The traditional software development model — most testing comes after implementation.
Shift-left proponents want to include testing earlier in the lifecycle, or moving left on the X-axis (hence the name, ‘shift-left’). The main reason is that it’s better to find defects upfront while it’s easier to change and less time has been wasted on development.
The shift-left model of software development — do more testing upfront.
There’s a similar model at play with databases and scalability. Many databases are difficult to performance test ahead of time. Everything goes great in testing environments at low scale.
In essence, this is the “traditional model” of scalability — you do some work related to scalability ahead of time, such as index creation and capacity planning. However, most of the problem is backloaded to when your application hits real scale and starts to stretch the limits of your database.
DynamoDB, on the other hand, uses a shift-left model of scalability. It forces you to think about designing your data model up front in a way that will scale.
With DynamoDB, there’s no black box as to how your database will scale:
This shift-left approach is not costless. You’ll need to put in the time to really understand your application’s access patterns up front and design your data model accordingly. But the payoffs are big — you won’t need to rework your data model due to scaling issues. You’ll get the exact same performance at 10TB as you got at 1GB.
How does DynamoDB do this? It involves a few key design decisions in DynamoDB. But before we dive into that, let’s look at the different ways that relational databases don’t scale, as this informs the design decisions behind DynamoDB.
Ahh, the RDBMS — the wonderful technology that underlies banking systems, hospitals, and of course the 90% of the internet that runs on Wordpress.
The RDBMS has served us remarkably well and is still a great choice for many applications. It is well-known by developers, is flexible to evolve as your needs change, and provides both OLTP and OLAP functionality.
However, we’ve seen a number of companies move from RDBMS to NoSQL databases over the last twenty years due to the issues with RDBMS at scale. For more on this, take a look at the Dynamo Paper, written by some Amazon.com engineers (including current AWS CTO Werner Vogels) which lays out the concepts behind the Dynamo database built for Amazon.com. The Dynamo Paper includes many of the design decisions behind DynamoDB and inspired later NoSQL databases like Apache Cassandra.
There are three big problems with relational databases that make it difficult to scale:
We’ll explore each of these below.
The first problem with RDBMS stems from the join operation in SQL.
In a SQL join operation, your relational database is combining results from two or more different tables. Not only are you reading quite a bit more data but you’re also comparing the values in one to the other to determine which values should be returned.
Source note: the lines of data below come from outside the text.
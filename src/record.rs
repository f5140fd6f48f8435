use crate::read_id::{ReadId, normalize_read_id};

/// One positional 4-line FASTQ group.
///
/// Lines are stored without their terminators. `seq`, `plus` and `qual` are
/// `None` only for a trailing group cut short by end of input.
#[derive(Debug, Clone, PartialEq, Eq)]
pub struct FastqRecord {
    pub header: String,
    pub seq: Option<String>,
    pub plus: Option<String>,
    pub qual: Option<String>,
}

impl FastqRecord {
    pub fn new(
        header: impl Into<String>,
        seq: impl Into<String>,
        plus: impl Into<String>,
        qual: impl Into<String>,
    ) -> Self {
        Self {
            header: header.into(),
            seq: Some(seq.into()),
            plus: Some(plus.into()),
            qual: Some(qual.into()),
        }
    }

    #[inline]
    pub fn has_header(&self) -> bool {
        self.header.starts_with('@')
    }

    /// Number of lines present (4 unless truncated).
    pub fn line_count(&self) -> usize {
        1 + [&self.seq, &self.plus, &self.qual]
            .iter()
            .filter(|l| l.is_some())
            .count()
    }

    #[inline]
    pub fn is_complete(&self) -> bool {
        self.line_count() == 4
    }

    /// Sequence line length, if the record has one. Trailing whitespace is
    /// not counted.
    #[inline]
    pub fn len(&self) -> Option<usize> {
        self.seq
            .as_deref()
            .map(|s| s.trim_end_matches(|c: char| c.is_ascii_whitespace()).len())
    }

    #[inline]
    pub fn is_empty(&self) -> bool {
        self.len().unwrap_or(0) == 0
    }

    /// True when the sequence line exists and is at most `threshold` long.
    #[inline]
    pub fn is_short(&self, threshold: usize) -> bool {
        self.len().is_some_and(|n| n <= threshold)
    }

    /// Normalized id, or `None` when the header lacks the `@` marker.
    pub fn read_id(&self, paired: bool) -> Option<ReadId> {
        self.has_header()
            .then(|| normalize_read_id(&self.header, paired))
    }

    /// The lines actually present, in file order.
    pub fn lines(&self) -> impl Iterator<Item = &str> {
        std::iter::once(self.header.as_str()).chain(
            [&self.seq, &self.plus, &self.qual]
                .into_iter()
                .map_while(|l| l.as_deref()),
        )
    }
}
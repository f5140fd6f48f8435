//! Pass 2: re-stream a file and keep only reads absent from the skip set.

use crate::error::FilterError;
use crate::output::OutputDescriptor;
use crate::record::FastqRecord;
use crate::skip_set::{PROGRESS_EVERY, SkipSet};
use crate::util::has_gz_suffix;

use flate2::Compression;
use flate2::write::GzEncoder;
use std::fs::File;
use std::io::{self, BufWriter, Write};
use std::path::{Path, PathBuf};

/// File-backed output stream, gzip-compressed when the name ends in `.gz`.
pub enum OutputSink {
    Plain(BufWriter<File>),
    Gzip(GzEncoder<BufWriter<File>>),
}

impl OutputSink {
    pub fn create(path: &Path, level: u32) -> io::Result<Self> {
        let f = BufWriter::with_capacity(256 * 1024, File::create(path)?);
        if has_gz_suffix(path) {
            log::debug!("{}: gzip output, level {level}", path.display());
            Ok(Self::Gzip(GzEncoder::new(f, Compression::new(level))))
        } else {
            log::debug!("{}: plain output", path.display());
            Ok(Self::Plain(f))
        }
    }

    /// Flush buffers and, for gzip, write the trailer.
    pub fn finish(self) -> io::Result<()> {
        match self {
            Self::Plain(mut w) => w.flush(),
            Self::Gzip(enc) => enc.finish()?.flush(),
        }
    }
}

impl Write for OutputSink {
    fn write(&mut self, buf: &[u8]) -> io::Result<usize> {
        match self {
            Self::Plain(w) => w.write(buf),
            Self::Gzip(w) => w.write(buf),
        }
    }
    fn flush(&mut self) -> io::Result<()> {
        match self {
            Self::Plain(w) => w.flush(),
            Self::Gzip(w) => w.flush(),
        }
    }
}

/// Writes records line by line, newline-terminated.
pub struct FastqWriter<W: Write> {
    out: W,
    name: PathBuf,
}

impl<W: Write> FastqWriter<W> {
    /// `name` is only used in error messages.
    pub fn new(out: W, name: impl Into<PathBuf>) -> Self {
        Self {
            out,
            name: name.into(),
        }
    }

    /// Write the lines the record has; a truncated record stays truncated.
    pub fn write_record(&mut self, rec: &FastqRecord) -> Result<(), FilterError> {
        for line in rec.lines() {
            self.out
                .write_all(line.as_bytes())
                .and_then(|_| self.out.write_all(b"\n"))
                .map_err(|e| FilterError::write_err(e, &self.name))?;
        }
        Ok(())
    }

    /// Flush and hand back the underlying writer.
    pub fn into_inner(mut self) -> Result<W, FilterError> {
        self.out
            .flush()
            .map_err(|e| FilterError::write_err(e, &self.name))?;
        Ok(self.out)
    }
}

impl FastqWriter<OutputSink> {
    pub fn create(path: impl Into<PathBuf>, level: u32) -> Result<Self, FilterError> {
        let path = path.into();
        let sink = OutputSink::create(&path, level).map_err(|e| FilterError::Create {
            source: e,
            path: path.clone(),
        })?;
        Ok(Self::new(sink, path))
    }

    pub fn finish(self) -> Result<PathBuf, FilterError> {
        let Self { out, name } = self;
        out.finish().map_err(|e| FilterError::write_err(e, &name))?;
        Ok(name)
    }
}

/// Counters from one write pass.
#[derive(Debug, Clone, Copy, Default, PartialEq, Eq)]
pub struct WriteStats {
    pub processed: u64,
    pub written: u64,
    pub dropped: u64,
}

/// Emits every record whose normalized id is not in the skip set, in input order.
#[derive(Debug, Clone, Copy)]
pub struct FilteredWriter<'a> {
    skip: &'a SkipSet,
    paired: bool,
}

impl<'a> FilteredWriter<'a> {
    pub fn new(skip: &'a SkipSet, paired: bool) -> Self {
        Self { skip, paired }
    }

    #[inline]
    pub fn keeps(&self, rec: &FastqRecord) -> bool {
        rec.read_id(self.paired)
            .is_none_or(|id| !self.skip.contains(id.as_str()))
    }

    /// Stream `records` into `out`, one record held at a time.
    pub fn write_to<I, W>(
        &self,
        records: I,
        out: &mut FastqWriter<W>,
    ) -> Result<WriteStats, FilterError>
    where
        I: IntoIterator<Item = Result<FastqRecord, FilterError>>,
        W: Write,
    {
        let mut stats = WriteStats::default();
        for rec in records {
            let rec = rec?;
            stats.processed += 1;
            if stats.processed % PROGRESS_EVERY == 0 {
                log::info!("reads processed {}", stats.processed);
            }
            if self.keeps(&rec) {
                out.write_record(&rec)?;
                stats.written += 1;
            } else {
                stats.dropped += 1;
            }
        }
        log::info!("reads processed {}", stats.processed);
        Ok(stats)
    }

    /// Resolve `dest`, create it, filter `records` into it and finish the stream.
    pub fn write_file<I>(
        &self,
        records: I,
        dest: &OutputDescriptor,
        compression_level: u32,
    ) -> Result<(PathBuf, WriteStats), FilterError>
    where
        I: IntoIterator<Item = Result<FastqRecord, FilterError>>,
    {
        let path = dest.resolve();
        log::info!("writing output file {} ...", path.display());
        let mut out = FastqWriter::create(path, compression_level)?;
        let stats = self.write_to(records, &mut out)?;
        let path = out.finish()?;
        Ok((path, stats))
    }
}
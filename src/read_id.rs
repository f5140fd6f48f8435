//! Mate-invariant read identifiers.
//!
//! Forward and reverse headers of one fragment usually differ only in a short
//! mate suffix (`/1` vs `/2`, `_R` vs `_F`, `.1` vs `.2`). In paired mode those
//! suffixes are stripped so both mates share one key.

use std::borrow::Borrow;
use std::fmt;

/// Characters that may separate the read name from its mate marker.
const MATE_SEPARATORS: &[char] = &['/', '.', '_', '-', ':', ';'];

/// Mate markers. Case-sensitive.
const MATE_MARKERS: &[char] = &['0', '1', '2', 'l', 'r', 'L', 'R', 'f', 'F', '5', '3'];

/// Canonical per-fragment identifier.
#[derive(Debug, Clone, PartialEq, Eq, Hash, PartialOrd, Ord)]
pub struct ReadId(String);

impl ReadId {
    pub fn as_str(&self) -> &str {
        &self.0
    }

    pub fn into_string(self) -> String {
        self.0
    }
}

impl Borrow<str> for ReadId {
    fn borrow(&self) -> &str {
        &self.0
    }
}

impl AsRef<str> for ReadId {
    fn as_ref(&self) -> &str {
        &self.0
    }
}

impl fmt::Display for ReadId {
    fn fmt(&self, f: &mut fmt::Formatter<'_>) -> fmt::Result {
        f.write_str(&self.0)
    }
}

impl From<&str> for ReadId {
    fn from(s: &str) -> Self {
        Self(s.to_string())
    }
}

/// Normalize a raw header line into a [`ReadId`].
///
/// The header is cut at the first space or tab. With `paired` set, one
/// trailing `<separator><marker>'*` mate suffix is stripped, so `@SIM.1/1` and
/// `@SIM.1/2` both become `@SIM.1`, and `@SRR5891520.1.1` / `@SRR5891520.1.2`
/// both become `@SRR5891520.1`. Accepts any input.
pub fn normalize_read_id(header: &str, paired: bool) -> ReadId {
    let name = match header.find([' ', '\t']) {
        Some(i) => &header[..i],
        None => header,
    };
    if !paired {
        return ReadId(name.to_string());
    }
    match mate_suffix_start(name) {
        Some(cut) => ReadId(name[..cut].to_string()),
        None => ReadId(name.to_string()),
    }
}

/// Byte offset where a trailing `<separator><marker>'*` suffix begins.
///
/// The last `.` of a name is the spot separator that both mates share
/// (`@SRR5891520.1` is spot 1, not mate 1), so a `.` only counts as a mate
/// separator when another `.` precedes it.
fn mate_suffix_start(id: &str) -> Option<usize> {
    let body = id.trim_end_matches('\'');
    let mut tail = body.char_indices().rev();
    let (_, marker) = tail.next()?;
    let (sep_at, sep) = tail.next()?;
    if !MATE_MARKERS.contains(&marker) || !MATE_SEPARATORS.contains(&sep) {
        return None;
    }
    if sep == '.' && !id[..sep_at].contains('.') {
        return None;
    }
    Some(sep_at)
}
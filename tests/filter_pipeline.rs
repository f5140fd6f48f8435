use fastq_short_read_filter::{FilterConfig, FilterError, Mode, run};
use std::fs;
use std::path::{Path, PathBuf};
use tempfile::tempdir;

fn fastq(reads: &[(&str, usize)]) -> String {
    reads
        .iter()
        .map(|(h, n)| format!("{h}\n{}\n+\n{}\n", "A".repeat(*n), "I".repeat(*n)))
        .collect()
}

fn write_fastq(path: &Path, reads: &[(&str, usize)]) -> PathBuf {
    fs::write(path, fastq(reads)).unwrap();
    path.to_path_buf()
}

fn headers(path: &Path) -> Vec<String> {
    fs::read_to_string(path)
        .unwrap()
        .lines()
        .step_by(4)
        .map(str::to_string)
        .collect()
}

#[test]
fn single_end_keeps_only_long_reads() {
    let dir = tempdir().unwrap();
    let input = write_fastq(&dir.path().join("in.fastq"), &[("@r1", 20), ("@r2", 30)]);
    let out = dir.path().join("out.fastq");

    let summary = run(&FilterConfig::new(Mode::SingleEnd { forward: input }, &out)).unwrap();

    assert_eq!(summary.threshold, 25);
    assert_eq!(summary.skipped_ids, 1);
    assert_eq!(summary.outputs.len(), 1);
    assert_eq!(summary.outputs[0].path, out);
    assert_eq!(summary.outputs[0].stats.written, 1);
    assert_eq!(summary.outputs[0].stats.dropped, 1);
    assert_eq!(fs::read_to_string(&out).unwrap(), fastq(&[("@r2", 30)]));
}

#[test]
fn single_end_does_not_pair_mate_suffixes() {
    let dir = tempdir().unwrap();
    let input = write_fastq(&dir.path().join("in.fq"), &[("@r/1", 10), ("@r/2", 30)]);
    let out = dir.path().join("out.fq");

    run(&FilterConfig::new(Mode::SingleEnd { forward: input }, &out)).unwrap();
    assert_eq!(headers(&out), vec!["@r/2"]);
}

#[test]
fn split_paired_end_drops_pairs_from_both_files() {
    let dir = tempdir().unwrap();
    let forward = write_fastq(&dir.path().join("f.fastq"), &[("@p1/1", 10), ("@p2/1", 30)]);
    let reverse = write_fastq(&dir.path().join("r.fastq"), &[("@p1/2", 40), ("@p2/2", 30)]);
    let out = dir.path().join("filtered.fq");

    let summary = run(&FilterConfig::new(Mode::PairedSplit { forward, reverse }, &out)).unwrap();

    let r1 = dir.path().join("filtered.R1.fq");
    let r2 = dir.path().join("filtered.R2.fq");
    assert_eq!(summary.skipped_ids, 1);
    assert_eq!(
        summary.outputs.iter().map(|o| o.path.clone()).collect::<Vec<_>>(),
        vec![r1.clone(), r2.clone()]
    );
    assert_eq!(summary.dropped_records(), 2);
    assert_eq!(fs::read_to_string(&r1).unwrap(), fastq(&[("@p2/1", 30)]));
    assert_eq!(fs::read_to_string(&r2).unwrap(), fastq(&[("@p2/2", 30)]));
    assert!(!out.exists());
}

#[test]
fn short_reverse_mate_drops_forward_mate() {
    let dir = tempdir().unwrap();
    let forward = write_fastq(
        &dir.path().join("f.fastq"),
        &[("@a.1.1", 50), ("@a.2.1", 50), ("@a.3.1", 50)],
    );
    let reverse = write_fastq(
        &dir.path().join("r.fastq"),
        &[("@a.1.2", 50), ("@a.2.2", 12), ("@a.3.2", 50)],
    );
    let out = dir.path().join("out");

    run(&FilterConfig::new(Mode::PairedSplit { forward, reverse }, &out)).unwrap();

    assert_eq!(headers(&dir.path().join("out.R1.fastq")), vec!["@a.1.1", "@a.3.1"]);
    assert_eq!(headers(&dir.path().join("out.R2.fastq")), vec!["@a.1.2", "@a.3.2"]);
}

#[test]
fn nothing_filtered_writes_no_output() {
    let dir = tempdir().unwrap();
    let forward = write_fastq(&dir.path().join("f.fastq"), &[("@p1/1", 26), ("@p2/1", 30)]);
    let reverse = write_fastq(&dir.path().join("r.fastq"), &[("@p1/2", 40), ("@p2/2", 30)]);
    let out = dir.path().join("filtered.fastq");

    let summary = run(&FilterConfig::new(Mode::PairedSplit { forward, reverse }, &out)).unwrap();

    assert!(summary.nothing_filtered());
    assert_eq!(summary.dropped_records(), 0);
    assert!(summary.outputs.is_empty());
    assert_eq!(summary.evaluated.len(), 2);
    assert!(!dir.path().join("filtered.R1.fastq").exists());
    assert!(!dir.path().join("filtered.R2.fastq").exists());
    assert!(!out.exists());
}

#[test]
fn interleaved_drops_both_mates_in_one_pass() {
    let dir = tempdir().unwrap();
    let input = write_fastq(
        &dir.path().join("il.fastq"),
        &[("@p1/1", 30), ("@p1/2", 10), ("@p2/1", 30), ("@p2/2", 30)],
    );
    let out = dir.path().join("il.filtered.fastq");

    let cfg = FilterConfig::new(Mode::PairedInterleaved { forward: input }, &out);
    let summary = run(&cfg).unwrap();

    assert_eq!(summary.skipped_ids, 1);
    assert_eq!(summary.outputs.len(), 1);
    assert_eq!(summary.outputs[0].path, out);
    assert_eq!(fs::read_to_string(&out).unwrap(), fastq(&[("@p2/1", 30), ("@p2/2", 30)]));
}

#[test]
fn conservation_and_custom_threshold() {
    let dir = tempdir().unwrap();
    let reads: Vec<(String, usize)> = (0..40).map(|i| (format!("@r{i}"), i * 3)).collect();
    let reads: Vec<(&str, usize)> = reads.iter().map(|(h, n)| (h.as_str(), *n)).collect();
    let input = write_fastq(&dir.path().join("in.fastq"), &reads);
    let out = dir.path().join("out.fastq");

    let cfg = FilterConfig::new(Mode::SingleEnd { forward: input }, &out).with_threshold(60);
    let summary = run(&cfg).unwrap();

    let stats = summary.outputs[0].stats;
    assert_eq!(stats.processed, 40);
    assert_eq!(stats.written + stats.dropped, 40);
    // lengths 0, 3, ..., 60 are dropped
    assert_eq!(stats.dropped, 21);
    assert_eq!(summary.evaluated[0].1, 40);
    for h in headers(&out) {
        let i: usize = h[2..].parse().unwrap();
        assert!(i * 3 > 60);
    }
}

#[test]
fn rerun_on_filtered_output_drops_nothing() {
    let dir = tempdir().unwrap();
    let forward = write_fastq(&dir.path().join("f.fastq"), &[("@p1/1", 10), ("@p2/1", 30)]);
    let reverse = write_fastq(&dir.path().join("r.fastq"), &[("@p1/2", 40), ("@p2/2", 30)]);
    run(&FilterConfig::new(
        Mode::PairedSplit { forward, reverse },
        dir.path().join("once.fastq"),
    ))
    .unwrap();

    let summary = run(&FilterConfig::new(
        Mode::PairedSplit {
            forward: dir.path().join("once.R1.fastq"),
            reverse: dir.path().join("once.R2.fastq"),
        },
        dir.path().join("twice.fastq"),
    ))
    .unwrap();
    assert!(summary.nothing_filtered());
    assert!(!dir.path().join("twice.R1.fastq").exists());
}

#[test]
fn reruns_are_byte_identical() {
    let dir = tempdir().unwrap();
    let reads: Vec<(String, usize)> = (0..200)
        .map(|i| (format!("@s.{i}/1"), (i * 7) % 50))
        .collect();
    let reads: Vec<(&str, usize)> = reads.iter().map(|(h, n)| (h.as_str(), *n)).collect();
    let input = write_fastq(&dir.path().join("in.fastq"), &reads);

    let a = dir.path().join("a.fastq");
    let b = dir.path().join("b.fastq");
    run(&FilterConfig::new(Mode::PairedInterleaved { forward: input.clone() }, &a)).unwrap();
    run(&FilterConfig::new(Mode::PairedInterleaved { forward: input }, &b)).unwrap();
    assert_eq!(fs::read(&a).unwrap(), fs::read(&b).unwrap());
}

#[test]
fn malformed_groups_are_counted_not_fatal() {
    let dir = tempdir().unwrap();
    let input = dir.path().join("in.fastq");
    fs::write(&input, "@r1\nACGT\n+\nIIII\nnoheader\nACGTACGT\n+\nIIIIIIII\n@r3\nA").unwrap();
    let out = dir.path().join("out.fastq");

    let cfg = FilterConfig::new(Mode::SingleEnd { forward: input }, &out).with_threshold(4);
    let summary = run(&cfg).unwrap();

    assert_eq!(summary.anomalies, 2);
    assert_eq!(summary.skipped_ids, 2);
    assert_eq!(
        fs::read_to_string(&out).unwrap(),
        "noheader\nACGTACGT\n+\nIIIIIIII\n"
    );
}

#[test]
fn missing_input_reports_the_path() {
    let dir = tempdir().unwrap();
    let missing = dir.path().join("absent.fastq");
    let err = run(&FilterConfig::new(
        Mode::SingleEnd {
            forward: missing.clone(),
        },
        dir.path().join("out.fastq"),
    ))
    .unwrap_err();

    match &err {
        FilterError::Open { path, .. } => assert_eq!(path, &missing),
        other => panic!("expected open error, got {other}"),
    }
    assert!(err.to_string().contains("absent.fastq"));
}

#[test]
fn unwritable_output_reports_the_path() {
    let dir = tempdir().unwrap();
    let input = write_fastq(&dir.path().join("in.fastq"), &[("@r1", 5)]);
    let out = dir.path().join("no_such_dir").join("out.fastq");

    let err = run(&FilterConfig::new(Mode::SingleEnd { forward: input }, &out)).unwrap_err();
    match err {
        FilterError::Create { path, .. } => assert_eq!(path, out),
        other => panic!("expected create error, got {other}"),
    }
}

#[test]
fn output_resolving_to_the_input_is_refused() {
    let dir = tempdir().unwrap();
    let input = write_fastq(&dir.path().join("reads.fastq"), &[("@r1", 5), ("@r2", 30)]);
    let before = fs::read(&input).unwrap();

    let err = run(&FilterConfig::new(
        Mode::SingleEnd {
            forward: input.clone(),
        },
        &input,
    ))
    .unwrap_err();

    match err {
        FilterError::OutputIsInput { path } => assert_eq!(path, input),
        other => panic!("expected output-is-input error, got {other}"),
    }
    assert_eq!(fs::read(&input).unwrap(), before);
}

#[test]
fn mate_output_resolving_to_an_input_is_refused() {
    let dir = tempdir().unwrap();
    let forward = write_fastq(&dir.path().join("x.R1.fastq"), &[("@p1/1", 5)]);
    let reverse = write_fastq(&dir.path().join("x_2.fastq"), &[("@p1/2", 30)]);
    let before = fs::read(&forward).unwrap();

    // "./x.fastq" still resolves onto the forward input once tagged with R1
    let out = dir.path().join(".").join("x.fastq");
    let err = run(&FilterConfig::new(
        Mode::PairedSplit {
            forward: forward.clone(),
            reverse,
        },
        out,
    ))
    .unwrap_err();

    assert!(matches!(err, FilterError::OutputIsInput { .. }));
    assert!(err.to_string().contains("x.R1.fastq"));
    assert_eq!(fs::read(&forward).unwrap(), before);
    assert!(!dir.path().join("x.R2.fastq").exists());
}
Rick Houlihan, in his epic 2019 re:Invent talk on DynamoDB, walked through some of the time complexity of SQL JOINs as compared to DynamoDB operations. Your results will vary based on the type of JOIN you’re using as well as the indexes on your tables, but you may be getting linear time (
O (M + N) ) or worse.
These CPU-intensive operations will work fine during testing or while your data is small. As your data grows, you’ll slowly start to see CPU usage rise and query performance fall. As such, you may want to scale up your database. This leads us to the next issue with relational databases.
The second problem with RDBMS is that they’re difficult to horizontally scale.
There are two ways to scale a database:
At lower scale, there’s probably not a huge price difference between vertical and horizontal scaling. In fact, with AWS, they’ve done a pretty good job of price parity between one large machine vs multiple smaller machines.
However, you will eventually hit the limits of vertical scaling. Your cloud provider won’t have a box big enough to handle your growing database. At this point you may want to consider horizontal scaling. Now you’re running into bigger problems.
The whole point of horizontal scaling is that each machine in your overall cluster will only handle a portion of the total data. As your data continues to grow, you can add additional machines to get the amount of data on each machine relatively steady.
This is tricky with a relational database, as there’s often not a clear way to split up the data. You’ll often want to store all results from a given table on the same machine so that you can correctly handle uniqueness and other requirements.
If you split tables across different machines, now your SQL joins require a network request in addition to the CPU computation.
Horizontal scaling works best when you can shard the data in a way that a single request can be handled by a single machine. Jumping around multiple boxes and making network requests between them will result in slower performance.
The third problem with RDBMS is that, by default, SQL queries are unbounded. There’s no inherent limit to the amount of data you can scan in a single request to your database, which also means there’s no inherent limit to how a single bad query can gobble up your resources and lock up your database.
A simple example would be a query like
SELECT * FROM large_table — a full table scan to retrieve all the rows. But that’s pretty obvious to see in your application code and less likely to consume all your database resources.
A more nefarious example would be something like the following:
SELECT user_id, sum(amount) AS total_amount FROM orders GROUP BY user_id ORDER BY total_amount DESC LIMIT 5
The example above examines the
orders table in an application to find the top 5 users by the amount spent. An application developer might think this isn’t an expensive operation, as it’s only returning 5 rows. But think of the steps involved in this operation:
This is expensive on a number of different resources — CPU, memory, and disk. And it’s completely hidden from the developer.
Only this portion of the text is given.